Warren’s unfired clay sculptures project a sense of unleashed creativity, appearing to explode out of and merge back into the amorphous properties of the material.
In contrast, her wall-based vitrines, containing various detritus collected in and around the studio, have none of the clay works’ rough-hewn vitality. Each object is carefully assembled to draw out its particular emotional and associative resonances, elevating discarded leftovers to the status of art object while flouting conventional hierarchies of display.

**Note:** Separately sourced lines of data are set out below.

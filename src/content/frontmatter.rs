//! Front-matter parsing
//!
//! Two families of front-matter are understood. Posts migrated from Hugo use a
//! `+++` block of `key = value` lines which is split by hand here; everything
//! else (`---` YAML, `;;;`/`{` JSON) goes through serde. Both produce the same
//! flat field map, which is then folded into a [`FrontMatter`] record once.

use chrono::{DateTime, Local, NaiveDate, NaiveDateTime};
use indexmap::IndexMap;

/// A raw front-matter value: either a scalar or a list of strings
#[derive(Debug, Clone, PartialEq)]
pub enum FieldValue {
    Text(String),
    List(Vec<String>),
}

impl FieldValue {
    fn into_text(self) -> Option<String> {
        match self {
            FieldValue::Text(s) => Some(s),
            FieldValue::List(_) => None,
        }
    }

    /// List view of the value; a scalar becomes a one-item list
    #[cfg(test)]
    fn as_list(&self) -> Vec<&str> {
        match self {
            FieldValue::Text(s) if s.is_empty() => Vec::new(),
            FieldValue::Text(s) => vec![s.as_str()],
            FieldValue::List(items) => items.iter().map(String::as_str).collect(),
        }
    }
}

/// Front-matter data from a post or page
#[derive(Debug, Clone, Default, PartialEq)]
pub struct FrontMatter {
    pub title: Option<String>,
    pub date: Option<NaiveDateTime>,
    pub slug: Option<String>,
    pub description: Option<String>,

    /// Additional custom fields
    pub extra: IndexMap<String, FieldValue>,
}

/// Errors raised while reading a front-matter block. These never escape
/// [`FrontMatter::parse`]; they are logged and replaced by an empty record.
#[derive(Debug, thiserror::Error)]
enum FrontMatterError {
    #[error("unclosed {0} front-matter block")]
    Unclosed(&'static str),

    #[error("invalid YAML front-matter: {0}")]
    InvalidYaml(#[from] serde_yaml::Error),

    #[error("invalid JSON front-matter: {0}")]
    InvalidJson(#[from] serde_json::Error),

    #[error("front-matter is not a key/value mapping")]
    NotAMapping,
}

/// Front-matter dialect, picked from the leading delimiter
#[derive(Debug, Clone, Copy, PartialEq, Eq)]
enum Dialect {
    /// Hugo-style `+++` block of `key = value` lines
    KeyValue,
    /// `---` YAML block
    Yaml,
    /// `;;;` fenced or bare `{...}` JSON object
    Json,
    None,
}

impl Dialect {
    fn sniff(content: &str) -> Self {
        if content.starts_with("+++") {
            Dialect::KeyValue
        } else if content.starts_with("---") {
            Dialect::Yaml
        } else if content.starts_with(";;;") || content.starts_with('{') {
            Dialect::Json
        } else {
            Dialect::None
        }
    }
}

type Fields = IndexMap<String, FieldValue>;

impl FrontMatter {
    /// Parse front-matter from content string.
    /// Returns (front_matter, remaining_content). Leading whitespace before the
    /// opening delimiter is skipped. Malformed blocks are logged and yield an
    /// empty record with the whole text as content.
    pub fn parse(content: &str) -> (Self, &str) {
        let content = content.trim_start();

        let parsed = match Dialect::sniff(content) {
            Dialect::KeyValue => parse_key_value(content).or_else(|_| {
                // Without a closing marker the general parsers get a try
                parse_general(content)
            }),
            Dialect::Yaml | Dialect::Json => parse_general(content),
            Dialect::None => return (FrontMatter::default(), content),
        };

        match parsed {
            Ok((fields, remaining)) => (Self::from_fields(fields), remaining),
            Err(e) => {
                tracing::warn!("Ignoring front-matter: {}", e);
                (FrontMatter::default(), content)
            }
        }
    }

    /// Fold a raw field map into the typed record
    fn from_fields(fields: Fields) -> Self {
        let mut fm = FrontMatter::default();

        for (key, value) in fields {
            match key.as_str() {
                "title" => fm.title = value.into_text(),
                "date" => {
                    fm.date = value.into_text().map(|s| {
                        parse_date_string(&s).unwrap_or_else(|| {
                            tracing::debug!("Unparsable date {:?}, using now", s);
                            Local::now().naive_local()
                        })
                    })
                }
                "slug" => fm.slug = value.into_text().filter(|s| !s.is_empty()),
                "description" => fm.description = value.into_text(),
                _ => {
                    fm.extra.insert(key, value);
                }
            }
        }

        fm
    }

    /// List-valued custom field; missing keys give an empty list
    #[cfg(test)]
    fn list(&self, key: &str) -> Vec<&str> {
        self.extra
            .get(key)
            .map(FieldValue::as_list)
            .unwrap_or_default()
    }

    /// Drop a leading front-matter block by raw splitting, without parsing it.
    /// `---` is tried first, then `+++`; a block with no closing marker leaves
    /// the text untouched.
    pub fn strip_raw(content: &str) -> &str {
        for delimiter in ["---", "+++"] {
            if content.starts_with(delimiter) {
                let mut parts = content.splitn(3, delimiter);
                parts.next();
                parts.next();
                return parts.next().unwrap_or(content);
            }
        }
        content
    }
}

/// Hand-split `+++` block: `key = value` per line, quotes stripped, `[a, b]`
/// values become lists.
fn parse_key_value(content: &str) -> Result<(Fields, &str), FrontMatterError> {
    let rest = &content[3..];
    let end = rest.find("+++").ok_or(FrontMatterError::Unclosed("+++"))?;
    let block = &rest[..end];
    let remaining = rest[end + 3..].trim_start();

    let mut fields = Fields::new();
    for line in block.trim().lines() {
        let line = line.trim();
        let Some((key, value)) = line.split_once('=') else {
            continue;
        };
        let key = key.trim();
        let value = strip_quotes(value.trim());

        let value = if value.starts_with('[') && value.ends_with(']') {
            FieldValue::List(
                value[1..value.len() - 1]
                    .split(',')
                    .map(|item| strip_quotes(item.trim()).to_string())
                    .collect(),
            )
        } else {
            FieldValue::Text(value.to_string())
        };

        fields.insert(key.to_string(), value);
    }

    Ok((fields, remaining))
}

fn strip_quotes(s: &str) -> &str {
    s.trim_matches('"').trim_matches('\'')
}

/// Serde-backed dialects
fn parse_general(content: &str) -> Result<(Fields, &str), FrontMatterError> {
    match Dialect::sniff(content) {
        Dialect::Yaml => parse_yaml(content),
        Dialect::Json => parse_json(content),
        Dialect::KeyValue => Err(FrontMatterError::Unclosed("+++")),
        Dialect::None => Ok((Fields::new(), content)),
    }
}

fn parse_yaml(content: &str) -> Result<(Fields, &str), FrontMatterError> {
    let rest = &content[3..];
    let end_pos = rest.find("\n---").ok_or(FrontMatterError::Unclosed("---"))?;
    let yaml_content = &rest[..end_pos];
    let remaining = rest[end_pos + 4..].trim_start();

    if yaml_content.trim().is_empty() {
        return Ok((Fields::new(), remaining));
    }

    let value: serde_yaml::Value = serde_yaml::from_str(yaml_content)?;
    let serde_yaml::Value::Mapping(map) = value else {
        return Err(FrontMatterError::NotAMapping);
    };

    let mut fields = Fields::new();
    for (key, value) in map {
        let Some(key) = yaml_scalar(&key) else {
            continue;
        };
        let value = match value {
            serde_yaml::Value::Sequence(items) => {
                FieldValue::List(items.iter().filter_map(yaml_scalar).collect())
            }
            other => match yaml_scalar(&other) {
                Some(s) => FieldValue::Text(s),
                None => continue,
            },
        };
        fields.insert(key, value);
    }

    Ok((fields, remaining))
}

fn yaml_scalar(value: &serde_yaml::Value) -> Option<String> {
    match value {
        serde_yaml::Value::String(s) => Some(s.clone()),
        serde_yaml::Value::Number(n) => Some(n.to_string()),
        serde_yaml::Value::Bool(b) => Some(b.to_string()),
        _ => None,
    }
}

fn parse_json(content: &str) -> Result<(Fields, &str), FrontMatterError> {
    // JSON front-matter fenced by ;;;
    let (json_content, remaining) = if let Some(rest) = content.strip_prefix(";;;") {
        let end_pos = rest.find(";;;").ok_or(FrontMatterError::Unclosed(";;;"))?;
        (&rest[..end_pos], &rest[end_pos + 3..])
    } else {
        // Bare object: find the matching closing brace
        let mut depth = 0usize;
        let mut end_pos = None;
        for (i, c) in content.char_indices() {
            match c {
                '{' => depth += 1,
                '}' => {
                    depth = depth.saturating_sub(1);
                    if depth == 0 {
                        end_pos = Some(i + 1);
                        break;
                    }
                }
                _ => {}
            }
        }
        let end_pos = end_pos.ok_or(FrontMatterError::Unclosed("{"))?;
        (&content[..end_pos], &content[end_pos..])
    };

    let serde_json::Value::Object(map) = serde_json::from_str::<serde_json::Value>(json_content)? else {
        return Err(FrontMatterError::NotAMapping);
    };

    let mut fields = Fields::new();
    for (key, value) in map {
        let value = match value {
            serde_json::Value::Array(items) => {
                FieldValue::List(items.iter().filter_map(json_scalar).collect())
            }
            other => match json_scalar(&other) {
                Some(s) => FieldValue::Text(s),
                None => continue,
            },
        };
        fields.insert(key, value);
    }

    Ok((fields, remaining.trim_start()))
}

fn json_scalar(value: &serde_json::Value) -> Option<String> {
    match value {
        serde_json::Value::String(s) => Some(s.clone()),
        serde_json::Value::Number(n) => Some(n.to_string()),
        serde_json::Value::Bool(b) => Some(b.to_string()),
        _ => None,
    }
}

/// Parse a date string in various formats into a timezone-naive timestamp.
/// Offsets are dropped, keeping the wall-clock time as written.
pub fn parse_date_string(s: &str) -> Option<NaiveDateTime> {
    let s = s.trim();

    if let Ok(dt) = DateTime::parse_from_rfc3339(s) {
        return Some(dt.naive_local());
    }

    let datetime_formats = [
        "%Y-%m-%d %H:%M:%S",
        "%Y/%m/%d %H:%M:%S",
        "%Y-%m-%d %H:%M",
        "%Y/%m/%d %H:%M",
        "%Y-%m-%dT%H:%M:%S",
        "%Y-%m-%dT%H:%M:%S%.f",
        "%Y-%m-%dT%H:%M",
        "%Y-%m-%dT%H:%M:%S%z",
        "%Y-%m-%dT%H:%M:%S%.f%z",
        "%Y-%m-%d %H:%M:%S%z",
        "%Y-%m-%d %H:%M:%S %z",
    ];
    for fmt in datetime_formats {
        if let Ok(dt) = NaiveDateTime::parse_from_str(s, fmt) {
            return Some(dt);
        }
    }

    let date_formats = [
        "%Y-%m-%d",
        "%Y/%m/%d",
        "%Y.%m.%d",
        "%B %d, %Y",
        "%b %d, %Y",
        "%d %B %Y",
        "%d %b %Y",
    ];
    for fmt in date_formats {
        if let Ok(d) = NaiveDate::parse_from_str(s, fmt) {
            return d.and_hms_opt(0, 0, 0);
        }
    }

    if let Ok(dt) = DateTime::parse_from_rfc2822(s) {
        return Some(dt.naive_local());
    }

    None
}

In her new series of bronze works Warren further explores the degradation of established form. After receiving the clay originals back from the foundry, bashed and misshapen from the casting process, Warren revised and added to them before returning them for recasting. Repetitions can be detected between works as well as traces of rubber from their extraction from the moulds, thus showing disregard for the traditional connotations of the material.
Ideas of self-expression, gender and the nature and purpose of sculptural form converge in Warren’s work. However, she adopts a deliberately precarious stance, reinforcing a slippage of meaning through her hybrid titles which incorporate references to films, songs and made-up words, which mirror the varied forms of her work.